■ DATA TO PROCESS ■
▼
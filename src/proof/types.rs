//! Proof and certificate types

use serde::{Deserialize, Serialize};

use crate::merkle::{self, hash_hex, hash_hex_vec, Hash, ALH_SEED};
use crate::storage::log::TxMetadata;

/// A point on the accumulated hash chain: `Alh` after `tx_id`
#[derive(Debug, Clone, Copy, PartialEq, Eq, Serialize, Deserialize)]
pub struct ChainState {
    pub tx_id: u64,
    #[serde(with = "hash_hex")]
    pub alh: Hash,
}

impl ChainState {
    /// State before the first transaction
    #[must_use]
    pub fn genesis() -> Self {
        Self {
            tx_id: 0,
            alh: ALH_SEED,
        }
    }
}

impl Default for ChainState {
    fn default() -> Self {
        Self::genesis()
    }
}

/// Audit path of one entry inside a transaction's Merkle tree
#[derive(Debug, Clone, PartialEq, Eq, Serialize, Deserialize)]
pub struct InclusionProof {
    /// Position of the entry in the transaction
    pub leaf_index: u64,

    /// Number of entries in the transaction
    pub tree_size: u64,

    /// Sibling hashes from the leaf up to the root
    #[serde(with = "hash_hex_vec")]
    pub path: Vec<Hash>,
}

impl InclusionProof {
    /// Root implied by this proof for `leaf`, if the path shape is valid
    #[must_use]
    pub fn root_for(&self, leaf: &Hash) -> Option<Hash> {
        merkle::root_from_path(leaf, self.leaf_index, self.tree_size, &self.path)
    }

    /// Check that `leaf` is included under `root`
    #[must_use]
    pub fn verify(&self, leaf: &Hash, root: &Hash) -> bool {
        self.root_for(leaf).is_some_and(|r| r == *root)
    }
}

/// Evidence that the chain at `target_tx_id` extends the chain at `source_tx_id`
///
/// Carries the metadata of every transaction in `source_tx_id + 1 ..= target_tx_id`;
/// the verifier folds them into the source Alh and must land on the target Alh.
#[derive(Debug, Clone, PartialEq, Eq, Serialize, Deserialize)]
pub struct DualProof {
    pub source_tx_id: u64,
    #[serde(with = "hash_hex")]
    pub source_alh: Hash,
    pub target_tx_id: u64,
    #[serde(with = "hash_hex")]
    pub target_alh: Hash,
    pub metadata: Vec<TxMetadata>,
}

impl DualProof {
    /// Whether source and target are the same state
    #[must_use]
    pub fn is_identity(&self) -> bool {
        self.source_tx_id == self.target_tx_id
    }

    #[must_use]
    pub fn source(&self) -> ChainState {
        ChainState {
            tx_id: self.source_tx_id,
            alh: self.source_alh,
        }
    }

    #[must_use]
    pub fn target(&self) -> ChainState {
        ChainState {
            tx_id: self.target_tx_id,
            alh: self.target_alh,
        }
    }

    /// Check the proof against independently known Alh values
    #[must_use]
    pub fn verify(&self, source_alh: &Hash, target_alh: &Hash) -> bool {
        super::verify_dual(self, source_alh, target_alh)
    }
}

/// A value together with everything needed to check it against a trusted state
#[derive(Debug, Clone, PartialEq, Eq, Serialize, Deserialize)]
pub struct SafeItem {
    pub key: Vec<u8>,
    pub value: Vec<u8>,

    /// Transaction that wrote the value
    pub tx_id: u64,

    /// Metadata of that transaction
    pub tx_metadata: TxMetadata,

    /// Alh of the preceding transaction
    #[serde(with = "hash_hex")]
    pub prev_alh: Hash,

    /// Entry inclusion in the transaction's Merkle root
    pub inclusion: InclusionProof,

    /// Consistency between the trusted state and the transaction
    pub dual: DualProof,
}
▲
▼
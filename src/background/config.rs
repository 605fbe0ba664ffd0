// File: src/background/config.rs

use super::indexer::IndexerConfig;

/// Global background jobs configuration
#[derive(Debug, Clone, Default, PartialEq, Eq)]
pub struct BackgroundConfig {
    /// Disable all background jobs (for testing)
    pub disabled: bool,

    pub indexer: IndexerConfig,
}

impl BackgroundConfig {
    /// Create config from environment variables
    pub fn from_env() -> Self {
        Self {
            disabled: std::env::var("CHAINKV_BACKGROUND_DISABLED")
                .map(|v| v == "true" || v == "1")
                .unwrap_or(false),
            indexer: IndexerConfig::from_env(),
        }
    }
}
▲
■ REQUIREMENT ■
The line above containing "filename src/proof/types.rs", the line containing "pub struct InclusionProof", and every line between them are to be transcribed exactly; no other line is wanted.

■ PROBLEM SOLUTION ■
filename src/proof/types.rs
//! Proof and certificate types

use serde::{Deserialize, Serialize};

use crate::merkle::{self, hash_hex, hash_hex_vec, Hash, ALH_SEED};
use crate::storage::log::TxMetadata;

/// A point on the accumulated hash chain: `Alh` after `tx_id`
#[derive(Debug, Clone, Copy, PartialEq, Eq, Serialize, Deserialize)]
pub struct ChainState {
    pub tx_id: u64,
    #[serde(with = "hash_hex")]
    pub alh: Hash,
}

impl ChainState {
    /// State before the first transaction
    #[must_use]
    pub fn genesis() -> Self {
        Self {
            tx_id: 0,
            alh: ALH_SEED,
        }
    }
}

impl Default for ChainState {
    fn default() -> Self {
        Self::genesis()
    }
}

/// Audit path of one entry inside a transaction's Merkle tree
#[derive(Debug, Clone, PartialEq, Eq, Serialize, Deserialize)]
pub struct InclusionProof {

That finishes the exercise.